There are many among us who prefer the safety and comfort of the necessary over the frightening freedom of the possible. You can even find them in churches and no doubt here on this campus, too. These are the Galatians of our time whose own insecurity and uncertainty requires that you, too, live your life under the weight of what they think God demands.
But if we can stay with this conversation just for another minute, listen in to what else Paul says, to the Galatians of his time, “But you were called to freedom, brothers and sisters.” Now, to be sure, Paul goes on to say some important things about not using – or misusing – your freedom as an excuse for self-indulgence but for service to each other.
Here is the proverbial bottom line, as Paul sees it, “For the whole law is summed up in the single commandment, ‘You shall love your neighbor as yourself’.”
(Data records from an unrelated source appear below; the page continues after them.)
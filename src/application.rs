//! Window, event loop and the per-frame update loop.
//!
//! A [`Project`] supplies the scene through four hooks. [`run`] opens the
//! window, creates the GPU context and renderer, calls
//! [`Project::startup`] and then drives frames until the window closes.
//!
//! # Frame order
//!
//! The frame runs once all pending window and device events have been
//! dispatched:
//! 1. Tick the frame timer and report the FPS every half second
//! 2. Turn the camera by the accumulated mouse motion and scroll
//! 3. Sample the held keys: movement, polygon mode, spot light, quit
//! 4. Run `fixed_update` for every fixed step that is due
//! 5. Run `update` once
//! 6. Sleep if the window is minimised, otherwise draw and present
//!
//! When the window closes (close button or the End key) `shutdown` runs once
//! and the renderer releases its resources.

use std::sync::Arc;

use anyhow::Context;
use instant::Instant;
use winit::{
    application::ApplicationHandler,
    dpi::{PhysicalPosition, PhysicalSize},
    event::{DeviceEvent, DeviceId, WindowEvent},
    event_loop::{ActiveEventLoop, ControlFlow, EventLoop},
    window::{CursorGrabMode, Fullscreen, Window, WindowId},
};

use crate::{
    config::AppConfig,
    context::GpuContext,
    controls::{self, FrameCommands},
    error::EngineError,
    input::Input,
    renderer::Renderer,
    timing::{FixedStep, FrameTimer},
};

/// Where the demo camera starts.
pub const CAMERA_START: [f32; 3] = [0.0, 0.0, 6.0];

/// Hooks a demo implements. Only `startup` is required.
pub trait Project {
    /// Loads shaders, textures and lights. An error ends the program before
    /// the first frame; `shutdown` still runs.
    fn startup(&mut self, ctx: &mut AppContext) -> anyhow::Result<()>;

    /// Called once per frame with the frame time in seconds.
    fn update(&mut self, _ctx: &mut AppContext, _dt: f64) {}

    /// Called at a fixed rate, possibly several times in one frame.
    fn fixed_update(&mut self, _ctx: &mut AppContext, _fixed_dt: f64) {}

    fn shutdown(&mut self) {}
}

/// Everything a [`Project`] hook can reach.
pub struct AppContext {
    pub gpu: GpuContext,
    pub renderer: Renderer,
    pub input: Input,
    pub timer: FrameTimer,
    pub config: AppConfig,
    close_requested: bool,
    /// Whether the cursor is grabbed, so raw mouse motion drives the camera.
    raw_motion: bool,
}

impl AppContext {
    pub fn window(&self) -> &Window {
        &self.gpu.window
    }

    /// Ends the program after the current frame.
    pub fn request_close(&mut self) {
        self.close_requested = true;
    }

    pub fn close_requested(&self) -> bool {
        self.close_requested
    }

    /// Applies mouse and keyboard input to the camera and the demo state.
    fn apply_controls(&mut self, dt: f64) {
        let settings = self.config.controls;
        let camera = &mut self.renderer.camera;

        controls::look(&self.input, camera, &settings, self.raw_motion);
        let translation = controls::movement(&self.input, camera, &settings, dt);
        camera.translate(translation);

        let commands = FrameCommands::sample(&self.input, &settings);
        if let Some(mode) = commands.polygon_mode {
            self.renderer.set_polygon_mode(mode);
        }
        if let Some(spot) = self.renderer.spot_light_mut() {
            commands.apply_to_spot(spot);
        }
        if commands.close {
            self.request_close();
        }
    }
}

struct App<P: Project> {
    async_runtime: tokio::runtime::Runtime,
    project: P,
    config: AppConfig,
    ctx: Option<AppContext>,
    fixed: FixedStep,
    start: Instant,
    error: Option<anyhow::Error>,
    shut_down: bool,
}

impl<P: Project> App<P> {
    fn new(project: P, config: AppConfig) -> anyhow::Result<Self> {
        let async_runtime = tokio::runtime::Runtime::new().context("Could not start the async runtime")?;
        Ok(Self {
            async_runtime,
            project,
            fixed: FixedStep::new(config.fixed_step, config.max_fixed_steps),
            config,
            ctx: None,
            start: Instant::now(),
            error: None,
            shut_down: false,
        })
    }

    fn window_attributes(&self, event_loop: &ActiveEventLoop) -> winit::window::WindowAttributes {
        let size = PhysicalSize::new(self.config.width, self.config.height);
        let attributes = Window::default_attributes()
            .with_title(self.config.title.clone())
            .with_inner_size(size)
            .with_min_inner_size(PhysicalSize::new(self.config.min_size.0, self.config.min_size.1));

        if self.config.fullscreen {
            return attributes.with_fullscreen(Some(Fullscreen::Borderless(None)));
        }
        match event_loop.primary_monitor() {
            Some(monitor) => {
                let (origin, area) = (monitor.position(), monitor.size());
                let x = origin.x + (area.width as i32 - size.width as i32) / 2;
                let y = origin.y + (area.height as i32 - size.height as i32) / 2;
                attributes.with_position(PhysicalPosition::new(x.max(origin.x), y.max(origin.y)))
            }
            None => attributes,
        }
    }

    fn init(&mut self, event_loop: &ActiveEventLoop) -> anyhow::Result<AppContext> {
        let window = event_loop
            .create_window(self.window_attributes(event_loop))
            .map_err(|e| EngineError::Window(e.to_string()))?;
        let window = Arc::new(window);

        // Mouse look needs the cursor kept inside the window
        let raw_motion = match window
            .set_cursor_grab(CursorGrabMode::Confined)
            .or_else(|_| window.set_cursor_grab(CursorGrabMode::Locked))
        {
            Ok(()) => true,
            Err(e) => {
                log::warn!("Could not grab the cursor, following its position instead: {e}");
                false
            }
        };
        window.set_cursor_visible(false);

        let gpu = self.async_runtime.block_on(GpuContext::new(window))?;
        let mut renderer = Renderer::init(&gpu.device, &gpu.queue, gpu.config.format, gpu.features);
        renderer.camera.set_position(CAMERA_START.into());
        renderer.camera.clear_colour = self.config.clear_colour;
        let (width, height) = gpu.size();
        renderer.resize(width, height);

        let mut ctx = AppContext {
            gpu,
            renderer,
            input: Input::new(),
            timer: FrameTimer::new(),
            config: self.config.clone(),
            close_requested: false,
            raw_motion,
        };
        self.project.startup(&mut ctx).context("Project startup failed")?;
        Ok(ctx)
    }

    fn frame(&mut self, event_loop: &ActiveEventLoop) {
        let Some(ctx) = self.ctx.as_mut() else {
            return;
        };

        let now = self.start.elapsed().as_secs_f64();
        let (dt, fps) = ctx.timer.tick(now);
        if let Some(fps) = fps {
            log::debug!("FPS: {fps}");
        }

        ctx.apply_controls(dt);

        for _ in 0..self.fixed.accumulate(dt) {
            self.project.fixed_update(ctx, self.fixed.step());
        }
        self.project.update(ctx, dt);
        ctx.input.end_frame();

        if ctx.close_requested() {
            self.exit(event_loop);
            return;
        }

        let size = ctx.gpu.window.inner_size();
        let minimised = ctx.gpu.window.is_minimized().unwrap_or(false) || size.width == 0 || size.height == 0;
        if minimised {
            std::thread::sleep(ctx.config.minimised_sleep);
            return;
        }

        match render(ctx) {
            Ok(_) => {}
            // Reconfigure the surface if it's lost or outdated
            Err(wgpu::SurfaceError::Lost | wgpu::SurfaceError::Outdated) => ctx.gpu.reconfigure(),
            Err(e) => log::error!("Unable to render {}", e),
        }
    }

    /// Runs `shutdown` and releases the renderer, each at most once.
    fn teardown(&mut self) {
        if !self.shut_down {
            self.shut_down = true;
            self.project.shutdown();
        }
        if let Some(ctx) = self.ctx.as_mut() {
            ctx.renderer.destroy();
        }
    }

    fn exit(&mut self, event_loop: &ActiveEventLoop) {
        self.teardown();
        event_loop.exit();
    }
}

fn render(ctx: &mut AppContext) -> Result<(), wgpu::SurfaceError> {
    let output = ctx.gpu.surface.get_current_texture()?;
    let view = output.texture.create_view(&wgpu::TextureViewDescriptor::default());
    let mut encoder = ctx
        .gpu
        .device
        .create_command_encoder(&wgpu::CommandEncoderDescriptor {
            label: Some("Render Encoder"),
        });
    ctx.renderer
        .draw(&mut encoder, &view, &ctx.gpu.depth_view, ctx.timer.time());
    ctx.gpu.queue.submit(std::iter::once(encoder.finish()));
    ctx.gpu.window.pre_present_notify();
    output.present();
    Ok(())
}

impl<P: Project> ApplicationHandler for App<P> {
    fn resumed(&mut self, event_loop: &ActiveEventLoop) {
        if self.ctx.is_some() || self.shut_down {
            return;
        }
        match self.init(event_loop) {
            Ok(ctx) => self.ctx = Some(ctx),
            Err(e) => {
                log::error!("Initialisation failed: {e:#}");
                self.error = Some(e);
                self.exit(event_loop);
            }
        }
    }

    fn window_event(&mut self, event_loop: &ActiveEventLoop, _window_id: WindowId, event: WindowEvent) {
        let Some(ctx) = self.ctx.as_mut() else {
            return;
        };
        ctx.input.handle_window_event(&event);

        match event {
            WindowEvent::CloseRequested => self.exit(event_loop),
            WindowEvent::Resized(size) => {
                ctx.gpu.resize(size.width, size.height);
                ctx.renderer.resize(size.width, size.height);
            }
            _ => {}
        }
    }

    fn device_event(&mut self, _event_loop: &ActiveEventLoop, _device_id: DeviceId, event: DeviceEvent) {
        if let Some(ctx) = self.ctx.as_mut() {
            ctx.input.handle_device_event(&event);
        }
    }

    fn about_to_wait(&mut self, event_loop: &ActiveEventLoop) {
        self.frame(event_loop);
    }

    fn exiting(&mut self, _event_loop: &ActiveEventLoop) {
        self.teardown();
    }
}

/// Opens the window and runs `project` until it is closed.
///
/// Returns the error that stopped initialisation, if any.
pub fn run<P: Project>(project: P, config: AppConfig) -> anyhow::Result<()> {
    if let Err(e) = env_logger::try_init() {
        println!("Warning: Could not initialize logger: {}", e);
    };

    let event_loop = EventLoop::new()?;
    // Frames are driven from `about_to_wait`, so never wait for events
    event_loop.set_control_flow(ControlFlow::Poll);

    let mut app = App::new(project, config)?;
    event_loop.run_app(&mut app)?;

    match app.error.take() {
        Some(e) => Err(e),
        None => Ok(()),
    }
}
So there it is. Now, if you’re interested, Paul offers his own list of things that serve as signs of misused freedom. You heard them read and you can look them up. But be careful here; this isn’t a check-list for avoiding those particular things that get you into trouble and for finding the loopholes for the things you can get away with. Paul is describing the symptoms of misused freedom not listing the requirements for the course Christian Life 101. But notice how the terms of the conversation change when Paul talks about the fruits of the Spirit, love, joy, peace, patience, kindness, generosity, faithfulness, gentleness, and self-control. Again, not a list of requirements but a description of the qualities, the characteristics of people not afraid of the freedom that God intends and gives. These are not characteristics of the necessary but of the possible.
The question is not, “What must you do with your freedom?” The question is, “What will you do?” Do you dare to exercise the freedom of the loving, the peaceful, the patient, the kind, the generous, the faithful, the gentle, and the self-controlled? Really, what will you do? Now that you are caught up on the conversation, welcome to the party. Feel free, really free, to join the conversation.